Cindie Chavez ⓒ2018
On the evening of November 8, 2016, I had a bottle of good champagne on ice preparing to celebrate the election of our first woman president. Spirits were high as we settled in to wait for the moment we would celebrate the most qualified candidate in history become the first female leader of the United States. At some point in the evening, we started getting nervous. We joked that if Madame President didn’t win we’d need to go back to the store for a case of hard liquor. I still remember the sinking feeling as the margin between the candidates started looking very narrow. As the night wore on we were stunned to realize this was no joking matter.
Of course, it’s all history now. We eventually opened the champagne for another small family celebration, and no, in case you’re wondering we did not actually run back to the store to stock up on hard liquor. Even so, I will admit that I’ve probably poured a few more than usual in the past 18 months. I’m reminded of Bill Maher’s joke relating to how stressful things feel since Trump has been in office – “Ask your doctor if day drinking is right for you!”
All joking aside, distilled spirit sales in the U.S. hit a record high in 2017. And my guess is that the sales are continuing to climb right along with the frustration and angst over the current state of U.S. and world affairs.

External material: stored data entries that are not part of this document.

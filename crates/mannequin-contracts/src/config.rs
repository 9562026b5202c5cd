use std::path::{Path, PathBuf};
use std::time::Duration;

use serde::{Deserialize, Serialize};
use thiserror::Error;

use crate::angles::{AngleSet, AngleSetError};

pub const MODEL_ENV: &str = "MANNEQUIN_IMAGE_MODEL";
pub const API_BASE_ENV: &str = "GEMINI_API_BASE";

/// Highest JPEG quality the normalizer starts from.
pub const MAX_QUALITY: u8 = 95;

#[derive(Debug, Error)]
pub enum ConfigError {
    #[error("failed to read config {path}: {source}")]
    Read {
        path: PathBuf,
        #[source]
        source: std::io::Error,
    },
    #[error("invalid config JSON: {0}")]
    Parse(#[from] serde_json::Error),
    #[error("invalid parameter {name}: {reason}")]
    InvalidParameter { name: &'static str, reason: String },
    #[error(transparent)]
    Angles(#[from] AngleSetError),
}

/// Output geometry and size budget for the normalizer.
#[derive(Debug, Clone, PartialEq, Serialize, Deserialize)]
#[serde(default)]
pub struct NormalizeParams {
    pub target_width: u32,
    /// Height over width.
    pub aspect_ratio: f64,
    pub max_kilobytes: f64,
    pub quality_floor: u8,
    pub quality_step: u8,
}

impl Default for NormalizeParams {
    fn default() -> Self {
        Self {
            target_width: 1000,
            aspect_ratio: 1.5,
            max_kilobytes: 300.0,
            quality_floor: 10,
            quality_step: 5,
        }
    }
}

impl NormalizeParams {
    pub fn target_height(&self) -> u32 {
        (f64::from(self.target_width) * self.aspect_ratio).round() as u32
    }

    /// Upper bound on encode passes: `ceil((95 - floor) / step) + 1`.
    pub fn max_attempts(&self) -> usize {
        let span = usize::from(MAX_QUALITY.saturating_sub(self.quality_floor));
        let step = usize::from(self.quality_step.max(1));
        span.div_ceil(step) + 1
    }

    pub fn validate(&self) -> Result<(), ConfigError> {
        if self.target_width == 0 {
            return Err(invalid("target_width", "must be greater than 0"));
        }
        if !self.aspect_ratio.is_finite() || self.aspect_ratio <= 0.0 {
            return Err(invalid("aspect_ratio", "must be a positive number"));
        }
        let height = f64::from(self.target_width) * self.aspect_ratio;
        if height.round() < 1.0 || height.round() > f64::from(u32::MAX) {
            return Err(invalid(
                "aspect_ratio",
                format!("target height {height:.1} is out of range"),
            ));
        }
        if !self.max_kilobytes.is_finite() || self.max_kilobytes <= 0.0 {
            return Err(invalid("max_kilobytes", "must be a positive number"));
        }
        if self.quality_floor == 0 || self.quality_floor > MAX_QUALITY {
            return Err(invalid(
                "quality_floor",
                format!("must be within 1..={MAX_QUALITY}"),
            ));
        }
        if self.quality_step == 0 {
            return Err(invalid("quality_step", "must be greater than 0"));
        }
        Ok(())
    }
}

/// Knobs for the external generation call and the batch loop.
#[derive(Debug, Clone, PartialEq, Serialize, Deserialize)]
#[serde(default)]
pub struct GenerationSettings {
    pub temperature: f64,
    pub top_p: f64,
    /// Fixed pause between consecutive angle requests.
    pub pause_ms: u64,
    /// `None` leaves the HTTP client's default in place.
    pub request_timeout_s: Option<f64>,
}

impl Default for GenerationSettings {
    fn default() -> Self {
        Self {
            temperature: 0.4,
            top_p: 0.9,
            pause_ms: 1000,
            request_timeout_s: None,
        }
    }
}

impl GenerationSettings {
    pub fn pause(&self) -> Duration {
        Duration::from_millis(self.pause_ms)
    }

    pub fn request_timeout(&self) -> Option<Duration> {
        self.request_timeout_s
            .filter(|value| value.is_finite() && *value > 0.0)
            .map(Duration::from_secs_f64)
    }

    pub fn validate(&self) -> Result<(), ConfigError> {
        if !(0.0..=2.0).contains(&self.temperature) {
            return Err(invalid("temperature", "must be within 0.0..=2.0"));
        }
        if !(0.0..=1.0).contains(&self.top_p) {
            return Err(invalid("top_p", "must be within 0.0..=1.0"));
        }
        if let Some(timeout) = self.request_timeout_s {
            if !timeout.is_finite() || timeout <= 0.0 {
                return Err(invalid("request_timeout_s", "must be a positive number"));
            }
        }
        Ok(())
    }
}

#[derive(Debug, Clone, PartialEq, Serialize, Deserialize, Default)]
#[serde(default)]
pub struct MannequinConfig {
    pub model: Option<String>,
    pub api_base: Option<String>,
    pub angles: AngleSet,
    pub normalize: NormalizeParams,
    pub generation: GenerationSettings,
}

impl MannequinConfig {
    /// Reads the optional JSON file, applies environment overrides and
    /// validates the result.
    pub fn load(path: Option<&Path>) -> Result<Self, ConfigError> {
        let mut config = match path {
            Some(path) => {
                let raw = std::fs::read_to_string(path).map_err(|source| ConfigError::Read {
                    path: path.to_path_buf(),
                    source,
                })?;
                Self::from_json_str(&raw)?
            }
            None => Self::default(),
        };
        config.apply_env_with(|key| std::env::var(key).ok());
        config.validate()?;
        Ok(config)
    }

    pub fn from_json_str(raw: &str) -> Result<Self, ConfigError> {
        Ok(serde_json::from_str(raw)?)
    }

    pub fn apply_env_with(&mut self, lookup: impl Fn(&str) -> Option<String>) {
        let non_empty = |key: &str| {
            lookup(key)
                .map(|value| value.trim().to_string())
                .filter(|value| !value.is_empty())
        };
        if let Some(model) = non_empty(MODEL_ENV) {
            self.model = Some(model);
        }
        if let Some(base) = non_empty(API_BASE_ENV) {
            self.api_base = Some(base.trim_end_matches('/').to_string());
        }
    }

    pub fn validate(&self) -> Result<(), ConfigError> {
        self.normalize.validate()?;
        self.generation.validate()?;
        Ok(())
    }
}

fn invalid(name: &'static str, reason: impl Into<String>) -> ConfigError {
    ConfigError::InvalidParameter {
        name,
        reason: reason.into(),
    }
}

Here’s the thing that keeps rising to the surface of my thought processes – when the world is on fire we need to take care of ourselves. And as dramatic as it is I keep thinking about Sarah Connor in the Terminator movie franchise, definitely looking like someone who was taking care of herself – “There’s a storm coming.”
Which brings me to my topic: Self-care – It might not be what you think it is.
Centuries ago “self-care” actually referred to a philosophical idea – knowledge of self. This might include knowing your principles, knowing your core values, knowing who you are at the soul level, being confident of what you believe and why. Taking the time to read, study, ponder, and learn, prioritizing meditation and musing – these were the avenues to self-care. It was important to “know thyself”.
Nowadays we most often hear about self-care from life-coaches, and personal development blogs and women’s magazines – all encouraging us to take good care of ourselves – and as Wall Street joins the chorus we’re often encouraged to accomplish this “self-care” by buying more stuff. (“Because I’m worth it!”)
As a life-coach, and a personal development fan, the topic of self-care comes up frequently in my conversations, and I admit that in the past I’ve probably been guilty of lumping a bunch of stuff into the “self-care” category that might not actually belong there.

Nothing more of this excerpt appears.